Вдруг лед подо мной рухнул, и я с лошадью очутился в воде. Один за другим верблюды с ревом спрыгивали в воду и медленно двигались поперек реки. Валенки сразу окунулись в воду наполовину. Вода еще в них не заливалась, но ноги нельзя было поднять вверх: лошадь потеряет центр тяжести, и сила течения ее опрокинет. Льдины налетали на нас и больно били в колени и по лошадям. Нас относило вниз по течению. Алай прижал уши, оскалился и медленно двигался к другому берегу, но и его относило течением вниз. Ужасно было то, что за снежной пеленой не видно противоположного берега. В таком снежном водовороте немудрено заблудиться в реке и выехать на тот самый берег, с которого съехали. Единственным указателем направления было то, что льдины, несшиеся сверху,
били в левую ногу. Кричали от боли и страха верблюды. Кричали верблюдчики. Свистел и звенел буран. Грохотала река на перекатах, и брызги мгновенно замерзали на одежде, на лицах, на гриве моего коня.
Внезапно Алая сбила льдина, и он моментально исчез под водой с головой. Меня залило до пояса. Я сильно дернул назад повод, поднимая коня. В валенки залилась вода, и они мгновенно обмерзли.
Река становилась глубже. Льдины шли слева — значит направление верное.
Миновали середину реки и стали приближаться к другому берегу. Это было заметно по уровню воды: он опять достиг живота лошади. Но резкий поворот реки в этом месте направил льдины именно в эту, вторую половину реки. Те льдины, которые мы миновали, теперь нам казались детскими игрушками.
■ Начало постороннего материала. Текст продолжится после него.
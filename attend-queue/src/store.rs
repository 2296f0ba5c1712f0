use std::collections::{HashMap, HashSet, VecDeque};
use std::time::Duration;

use chrono::{DateTime, Utc};

use crate::backoff::compute_backoff;
use crate::{JobId, JobOptions, JobRecord, JobStatus, QueueError, QueueResult, QueueStats};

/// A job handed to a worker
#[derive(Debug, Clone)]
pub(crate) struct Dispatch<P> {
    pub id: JobId,
    pub payload: P,
    pub attempt: u32,
}

/// What the store decided after a failed attempt
#[derive(Debug, Clone, Copy, PartialEq, Eq)]
pub(crate) enum FailureOutcome {
    /// Job is waiting; re-append it after `delay`
    Retry { attempt: u32, delay: Duration },
    /// Attempt budget spent; job is in the failed set
    Failed { attempt: u32 },
}

/// In-memory job storage: every record plus the indexes that back queries.
///
/// A live job id is in at most one of `pending`, `active`, `waiting`,
/// `completed` and `failed`, matching its record's status.
pub(crate) struct JobStore<P, R> {
    /// Job records indexed by id
    jobs: HashMap<JobId, JobRecord<P, R>>,

    /// FIFO dispatch order
    pending: VecDeque<JobId>,

    active: HashSet<JobId>,

    /// Failed attempts sitting out their backoff delay
    waiting: HashSet<JobId>,

    completed: HashSet<JobId>,

    failed: HashSet<JobId>,

    next_id: JobId,
}

impl<P: Clone, R: Clone> JobStore<P, R> {
    pub fn new() -> Self {
        Self {
            jobs: HashMap::new(),
            pending: VecDeque::new(),
            active: HashSet::new(),
            waiting: HashSet::new(),
            completed: HashSet::new(),
            failed: HashSet::new(),
            next_id: JobId::FIRST,
        }
    }

    /// Create a pending record at the tail of the pending sequence
    pub fn insert(&mut self, payload: P, options: JobOptions) -> JobId {
        let id = self.next_id;
        self.next_id = id.next();

        self.jobs.insert(id, JobRecord::new(id, payload, options));
        self.pending.push_back(id);
        id
    }

    /// Pop the head of the pending sequence and mark it active
    pub fn take_next(&mut self, now: DateTime<Utc>) -> Option<Dispatch<P>> {
        while let Some(id) = self.pending.pop_front() {
            let Some(record) = self.jobs.get_mut(&id) else {
                continue;
            };

            record.start_attempt(now);
            self.active.insert(id);

            return Some(Dispatch {
                id,
                payload: record.payload.clone(),
                attempt: record.attempts,
            });
        }
        None
    }

    /// Move an active job to the completed set
    pub fn complete(&mut self, id: JobId, result: R, now: DateTime<Utc>) -> bool {
        if !self.active.remove(&id) {
            return false;
        }
        match self.jobs.get_mut(&id) {
            Some(record) => {
                record.complete(result, now);
                self.completed.insert(id);
                true
            }
            None => false,
        }
    }

    /// Record a failed attempt and decide between retry and permanent failure
    pub fn record_failure(&mut self, id: JobId, error: String, now: DateTime<Utc>) -> Option<FailureOutcome> {
        if !self.active.remove(&id) {
            return None;
        }
        let record = self.jobs.get_mut(&id)?;
        let attempt = record.attempts;

        if record.can_retry() {
            let delay = compute_backoff(&record.options.backoff, attempt);
            record.wait_for_retry(error);
            self.waiting.insert(id);
            Some(FailureOutcome::Retry { attempt, delay })
        } else {
            record.fail(error, now);
            self.failed.insert(id);
            Some(FailureOutcome::Failed { attempt })
        }
    }

    /// Re-append a waiting job to the tail of the pending sequence
    pub fn requeue(&mut self, id: JobId) -> bool {
        if !self.waiting.remove(&id) {
            return false;
        }
        match self.jobs.get_mut(&id) {
            Some(record) => {
                record.status = JobStatus::Pending;
                self.pending.push_back(id);
                true
            }
            None => false,
        }
    }

    /// Move a permanently failed job back to the pending tail with a fresh budget
    pub fn retry_failed(&mut self, id: JobId) -> QueueResult<()> {
        let record = self.jobs.get_mut(&id).ok_or(QueueError::JobNotFound(id))?;
        if record.status != JobStatus::Failed {
            return Err(QueueError::NotFailed(id));
        }

        record.reset_for_retry();
        self.failed.remove(&id);
        self.pending.push_back(id);
        Ok(())
    }

    /// Ids of every permanently failed job, oldest failure first
    pub fn failed_ids(&self) -> Vec<JobId> {
        let mut ids: Vec<JobId> = self.failed.iter().copied().collect();
        ids.sort_by_key(|id| (self.jobs.get(id).and_then(|r| r.failed_at), *id));
        ids
    }

    /// Store caller-reported progress, clamped to 100
    pub fn set_progress(&mut self, id: JobId, progress: u8) -> Option<u8> {
        let record = self.jobs.get_mut(&id)?;
        record.progress = progress.min(100);
        Some(record.progress)
    }

    pub fn get(&self, id: JobId) -> Option<&JobRecord<P, R>> {
        self.jobs.get(&id)
    }

    pub fn list_pending(&self) -> Vec<JobRecord<P, R>> {
        self.pending.iter().filter_map(|id| self.jobs.get(id)).cloned().collect()
    }

    pub fn list_active(&self) -> Vec<JobRecord<P, R>> {
        self.snapshot(&self.active)
    }

    pub fn list_waiting(&self) -> Vec<JobRecord<P, R>> {
        self.snapshot(&self.waiting)
    }

    pub fn list_completed(&self) -> Vec<JobRecord<P, R>> {
        self.snapshot(&self.completed)
    }

    pub fn list_failed(&self) -> Vec<JobRecord<P, R>> {
        self.snapshot(&self.failed)
    }

    fn snapshot(&self, ids: &HashSet<JobId>) -> Vec<JobRecord<P, R>> {
        ids.iter().filter_map(|id| self.jobs.get(id)).cloned().collect()
    }

    pub fn stats(&self) -> QueueStats {
        QueueStats {
            pending: self.pending.len(),
            active: self.active.len(),
            waiting: self.waiting.len(),
            completed: self.completed.len(),
            failed: self.failed.len(),
            total: self.jobs.len(),
        }
    }

    /// Evict old completed jobs.
    ///
    /// Completed jobs are ranked by completion time, newest first. The first
    /// `max_keep` are always kept; any job past that rank is evicted when it
    /// completed more than `max_age` before `now`. Returns the evicted ids.
    pub fn clean(&mut self, now: DateTime<Utc>, max_age: Duration, max_keep: usize) -> Vec<JobId> {
        let Ok(max_age) = chrono::Duration::from_std(max_age) else {
            // Longer than chrono can represent: nothing is old enough.
            return Vec::new();
        };

        let mut ranked: Vec<(DateTime<Utc>, JobId)> = self
            .completed
            .iter()
            .filter_map(|id| {
                let completed_at = self.jobs.get(id)?.completed_at?;
                Some((completed_at, *id))
            })
            .collect();
        ranked.sort_unstable_by(|a, b| b.cmp(a));

        let evicted: Vec<JobId> = ranked
            .into_iter()
            .skip(max_keep)
            .filter(|(completed_at, _)| now.signed_duration_since(*completed_at) > max_age)
            .map(|(_, id)| id)
            .collect();

        for id in &evicted {
            self.completed.remove(id);
            self.jobs.remove(id);
        }
        evicted
    }

    /// Stamp a completion time directly (test helper)
    #[cfg(test)]
    pub fn backdate_completion(&mut self, id: JobId, completed_at: DateTime<Utc>) {
        if let Some(record) = self.jobs.get_mut(&id) {
            record.completed_at = Some(completed_at);
        }
    }
}

#[cfg(test)]
mod tests {
    use super::*;
    use crate::Backoff;
    use proptest::prelude::*;

    type Store = JobStore<u32, String>;

    fn options(max_attempts: u32) -> JobOptions {
        JobOptions::new(max_attempts, Backoff::exponential(Duration::from_millis(2000)))
    }

    fn complete_n(store: &mut Store, n: u32) -> Vec<JobId> {
        let now = Utc::now();
        (0..n)
            .map(|i| {
                let id = store.insert(i, options(1));
                let job = store.take_next(now).unwrap();
                assert_eq!(job.id, id);
                store.complete(id, format!("cert-{}", i), now);
                id
            })
            .collect()
    }

    /// Give job i a completion time i minutes after `base`
    fn spread_completions(store: &mut Store, ids: &[JobId], base: DateTime<Utc>) {
        for (i, id) in ids.iter().enumerate() {
            store.backdate_completion(*id, base + chrono::Duration::minutes(i as i64));
        }
    }

    #[test]
    fn ids_are_monotonic_and_pending_is_fifo() {
        let mut store = Store::new();
        let a = store.insert(10, options(3));
        let b = store.insert(20, options(3));
        let c = store.insert(30, options(3));
        assert!(a < b && b < c);

        let order: Vec<u32> = store.list_pending().into_iter().map(|r| r.payload).collect();
        assert_eq!(order, vec![10, 20, 30]);

        assert_eq!(store.take_next(Utc::now()).unwrap().id, a);
        assert_eq!(store.take_next(Utc::now()).unwrap().id, b);
    }

    #[test]
    fn ids_are_not_reused_after_eviction() {
        let mut store = Store::new();
        let ids = complete_n(&mut store, 3);
        store.clean(Utc::now() + chrono::Duration::hours(1), Duration::ZERO, 0);
        assert_eq!(store.stats().total, 0);

        let next = store.insert(99, options(1));
        assert!(next > ids[2]);
    }

    #[test]
    fn dispatch_moves_job_from_pending_to_active() {
        let mut store = Store::new();
        let id = store.insert(1, options(3));

        let job = store.take_next(Utc::now()).unwrap();
        assert_eq!(job.attempt, 1);

        let stats = store.stats();
        assert_eq!((stats.pending, stats.active), (0, 1));
        assert_eq!(store.get(id).unwrap().status, JobStatus::Active);
        assert!(store.take_next(Utc::now()).is_none());
    }

    #[test]
    fn failures_retry_until_budget_is_spent() {
        let mut store = Store::new();
        let id = store.insert(1, options(3));

        store.take_next(Utc::now());
        let outcome = store.record_failure(id, "smtp timeout".into(), Utc::now());
        assert_eq!(
            outcome,
            Some(FailureOutcome::Retry { attempt: 1, delay: Duration::from_millis(2000) })
        );
        assert_eq!(store.get(id).unwrap().status, JobStatus::Waiting);
        assert_eq!(store.stats().waiting, 1);

        assert!(store.requeue(id));
        store.take_next(Utc::now());
        let outcome = store.record_failure(id, "smtp timeout".into(), Utc::now());
        assert_eq!(
            outcome,
            Some(FailureOutcome::Retry { attempt: 2, delay: Duration::from_millis(4000) })
        );

        assert!(store.requeue(id));
        store.take_next(Utc::now());
        let outcome = store.record_failure(id, "smtp timeout".into(), Utc::now());
        assert_eq!(outcome, Some(FailureOutcome::Failed { attempt: 3 }));

        let record = store.get(id).unwrap();
        assert_eq!(record.status, JobStatus::Failed);
        assert_eq!(record.attempts, 3);
        assert!(record.failed_at.is_some());
        assert_eq!(record.error.as_deref(), Some("smtp timeout"));
        assert_eq!(store.stats().failed, 1);
    }

    #[test]
    fn retried_jobs_rejoin_at_the_tail() {
        let mut store = Store::new();
        let first = store.insert(1, options(2));
        store.take_next(Utc::now());
        store.record_failure(first, "boom".into(), Utc::now());

        let second = store.insert(2, options(2));
        store.requeue(first);

        let order: Vec<JobId> = store.list_pending().into_iter().map(|r| r.id).collect();
        assert_eq!(order, vec![second, first]);
    }

    #[test]
    fn requeue_ignores_jobs_that_are_not_waiting() {
        let mut store = Store::new();
        let id = store.insert(1, options(2));
        assert!(!store.requeue(id));
        assert_eq!(store.stats().pending, 1);
    }

    #[test]
    fn retry_failed_resets_the_budget() {
        let mut store = Store::new();
        let id = store.insert(1, options(1));
        store.take_next(Utc::now());
        store.record_failure(id, "template missing".into(), Utc::now());

        store.retry_failed(id).unwrap();
        let record = store.get(id).unwrap();
        assert_eq!(record.status, JobStatus::Pending);
        assert_eq!(record.attempts, 0);
        assert!(record.failed_at.is_none());
        assert_eq!(store.stats().failed, 0);
        assert_eq!(store.stats().pending, 1);

        assert_eq!(store.retry_failed(id), Err(QueueError::NotFailed(id)));
        assert_eq!(store.retry_failed(JobId(404)), Err(QueueError::JobNotFound(JobId(404))));
    }

    #[test]
    fn progress_is_clamped() {
        let mut store = Store::new();
        let id = store.insert(1, options(1));
        assert_eq!(store.set_progress(id, 250), Some(100));
        assert_eq!(store.set_progress(JobId(77), 10), None);
    }

    #[test]
    fn clean_keeps_the_most_recent_regardless_of_age() {
        let mut store = Store::new();
        let ids = complete_n(&mut store, 150);
        let base = Utc::now() - chrono::Duration::days(30);
        spread_completions(&mut store, &ids, base);

        let evicted = store.clean(Utc::now(), Duration::ZERO, 100);
        assert_eq!(evicted.len(), 50);

        let mut kept: Vec<JobId> = store.list_completed().into_iter().map(|r| r.id).collect();
        kept.sort();
        assert_eq!(kept, ids[50..].to_vec());
    }

    #[test]
    fn clean_only_evicts_jobs_older_than_max_age() {
        let mut store = Store::new();
        let ids = complete_n(&mut store, 4);
        let now = Utc::now();
        store.backdate_completion(ids[0], now - chrono::Duration::hours(48));
        store.backdate_completion(ids[1], now - chrono::Duration::hours(30));
        store.backdate_completion(ids[2], now - chrono::Duration::hours(2));
        store.backdate_completion(ids[3], now - chrono::Duration::hours(1));

        let evicted = store.clean(now, Duration::from_secs(24 * 3600), 1);
        assert_eq!(evicted.len(), 2);
        assert!(store.get(ids[0]).is_none());
        assert!(store.get(ids[1]).is_none());
        assert!(store.get(ids[2]).is_some());
    }

    #[test]
    fn clean_never_touches_failed_or_pending_jobs() {
        let mut store = Store::new();
        let failed = store.insert(1, options(1));
        store.take_next(Utc::now());
        store.record_failure(failed, "boom".into(), Utc::now());
        let pending = store.insert(2, options(1));

        let later = Utc::now() + chrono::Duration::days(365);
        assert!(store.clean(later, Duration::ZERO, 0).is_empty());
        assert!(store.get(failed).is_some());
        assert!(store.get(pending).is_some());
    }

    proptest! {
        #[test]
        fn clean_is_idempotent(n in 0u32..60, max_keep in 0usize..80, max_age_min in 0u64..120) {
            let mut store = Store::new();
            let ids = complete_n(&mut store, n);
            spread_completions(&mut store, &ids, Utc::now() - chrono::Duration::hours(2));

            let now = Utc::now();
            let max_age = Duration::from_secs(max_age_min * 60);
            store.clean(now, max_age, max_keep);
            let after_first = store.stats();

            let second = store.clean(now, max_age, max_keep);
            prop_assert!(second.is_empty());
            prop_assert_eq!(store.stats(), after_first);
            prop_assert!(after_first.completed >= max_keep.min(n as usize));
        }
    }
}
— А… а!.. а! — кричал мне Карабек.
Я натянул поводья. Впереди пролетела огромная льдина. На моем лбу появлялась испарина.
Опять я двинулся вперед. До боли в глазах нужно было смотреть влево, вверх по течению, откуда слетали льдины, иначе промахнешься — и гибель. Остановившись и пропустив несколько льдин, шагали дальше. И так до бесконечности. Казалось, мы уже привыкли к этому, и как будто я даже слышал мурлыканье Карабека. Вот большая льдина, и я сдержал лошадь. Ну, а теперь вперед! Не успел я этого подумать, отпуская слегка поводья, как льдина задела Алая, он подогнулся, и я, падая влево, сорвался с седла и сел прямо на лед. Все это запомнилось до мельчайших подробностей. Льдина мгновенно накренилась, и я соскользнул в воду, она пронеслась надо мной, сорвала верхушку шапки и, как терпугом, содрала кусок кожи с волосами Освобожденный Алай, вскочив, рванулся к берегу.